Exercise instructions »
Every line that includes the word "https" needs to be copied from the listing.

Input data »

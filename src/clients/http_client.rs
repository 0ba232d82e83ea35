//! HTTP client for Admin API communication.
//!
//! This module provides the [`HttpClient`] type for making authenticated
//! requests to the Shopify Admin API.

use std::collections::HashMap;

use crate::clients::errors::{HttpError, HttpResponseError};
use crate::config::ClientConfig;

/// Library version from Cargo.toml.
pub const CLIENT_VERSION: &str = env!("CARGO_PKG_VERSION");

/// HTTP client for making requests to the Shopify Admin API.
///
/// The client handles:
/// - Base URI construction from the shop domain or a configured host override
/// - Default headers including User-Agent and access token
/// - Response classification into [`HttpError`] variants
///
/// # Thread Safety
///
/// `HttpClient` is `Send + Sync`, making it safe to share across async tasks.
#[derive(Debug)]
pub struct HttpClient {
    /// The internal reqwest HTTP client.
    client: reqwest::Client,
    /// Base URI (e.g., `https://my-store.myshopify.com`).
    base_uri: String,
    /// Base path (e.g., "/admin/api/2025-10").
    base_path: String,
    /// Default headers to include in all requests.
    default_headers: HashMap<String, String>,
}

// Verify HttpClient is Send + Sync at compile time
const _: fn() = || {
    const fn assert_send_sync<T: Send + Sync>() {}
    assert_send_sync::<HttpClient>();
};

/// A parsed JSON response with its status code.
#[derive(Debug)]
pub struct JsonResponse {
    /// The HTTP status code.
    pub code: u16,
    /// The response body parsed as JSON.
    pub body: serde_json::Value,
}

impl HttpClient {
    /// Creates a new HTTP client for the given configuration.
    ///
    /// # Arguments
    ///
    /// * `base_path` - The base path for API requests (e.g., "/admin/api/2025-10")
    /// * `config` - The configuration providing shop domain, token, and host override
    ///
    /// # Panics
    ///
    /// Panics if the underlying reqwest client cannot be created. This should
    /// only happen in extremely unusual circumstances (e.g., TLS initialization failure).
    #[must_use]
    pub fn new(base_path: impl Into<String>, config: &ClientConfig) -> Self {
        let base_path = base_path.into();

        // Use the host override if configured, otherwise the shop domain
        let base_uri = config.host().map_or_else(
            || format!("https://{}", config.shop().as_ref()),
            |host| host.as_ref().trim_end_matches('/').to_string(),
        );

        let user_agent = format!(
            "Shopify GraphQL Client v{CLIENT_VERSION} | Rust {}",
            env!("CARGO_PKG_RUST_VERSION")
        );

        let mut default_headers = HashMap::new();
        default_headers.insert("User-Agent".to_string(), user_agent);
        default_headers.insert("Accept".to_string(), "application/json".to_string());
        default_headers.insert(
            "X-Shopify-Access-Token".to_string(),
            config.access_token().as_ref().to_string(),
        );

        // Preserve the shop identity when routing through a host override
        if config.host().is_some() {
            default_headers.insert("Host".to_string(), config.shop().as_ref().to_string());
        }

        let client = reqwest::Client::builder()
            .use_rustls_tls()
            .build()
            .expect("Failed to create HTTP client");

        Self {
            client,
            base_uri,
            base_path,
            default_headers,
        }
    }

    /// Returns the base URI for this client.
    #[must_use]
    pub fn base_uri(&self) -> &str {
        &self.base_uri
    }

    /// Returns the base path for this client.
    #[must_use]
    pub fn base_path(&self) -> &str {
        &self.base_path
    }

    /// Returns the inner reqwest client.
    ///
    /// Used by the bulk result fetcher, which downloads from pre-signed
    /// absolute URLs outside the Admin API base path.
    #[must_use]
    pub const fn inner(&self) -> &reqwest::Client {
        &self.client
    }

    /// Sends a JSON POST request to the Admin API.
    ///
    /// # Errors
    ///
    /// Returns [`HttpError::Network`] on connection failures and
    /// [`HttpError::Response`] for non-2xx responses; the response body and
    /// the `X-Request-Id` header are preserved for caller-side reporting.
    pub async fn post_json(
        &self,
        path: &str,
        body: &serde_json::Value,
    ) -> Result<JsonResponse, HttpError> {
        let url = format!("{}{}/{}", self.base_uri, self.base_path, path);

        let mut req_builder = self.client.post(&url);
        for (key, value) in &self.default_headers {
            req_builder = req_builder.header(key, value);
        }
        req_builder = req_builder.header("Content-Type", "application/json");

        let res = req_builder.json(body).send().await?;

        let code = res.status().as_u16();
        let request_id = res
            .headers()
            .get("x-request-id")
            .and_then(|v| v.to_str().ok())
            .map(String::from);
        let body_text = res.text().await.unwrap_or_default();

        if !(200..300).contains(&code) {
            return Err(HttpError::Response(HttpResponseError {
                code,
                message: body_text,
                error_reference: request_id,
            }));
        }

        let body = if body_text.is_empty() {
            serde_json::json!({})
        } else {
            serde_json::from_str(&body_text).unwrap_or_else(|_| serde_json::json!({}))
        };

        Ok(JsonResponse { code, body })
    }
}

Task answer »
    /// Base URI (e.g., `https://my-store.myshopify.com`).
            || format!("https://{}", config.shop().as_ref()),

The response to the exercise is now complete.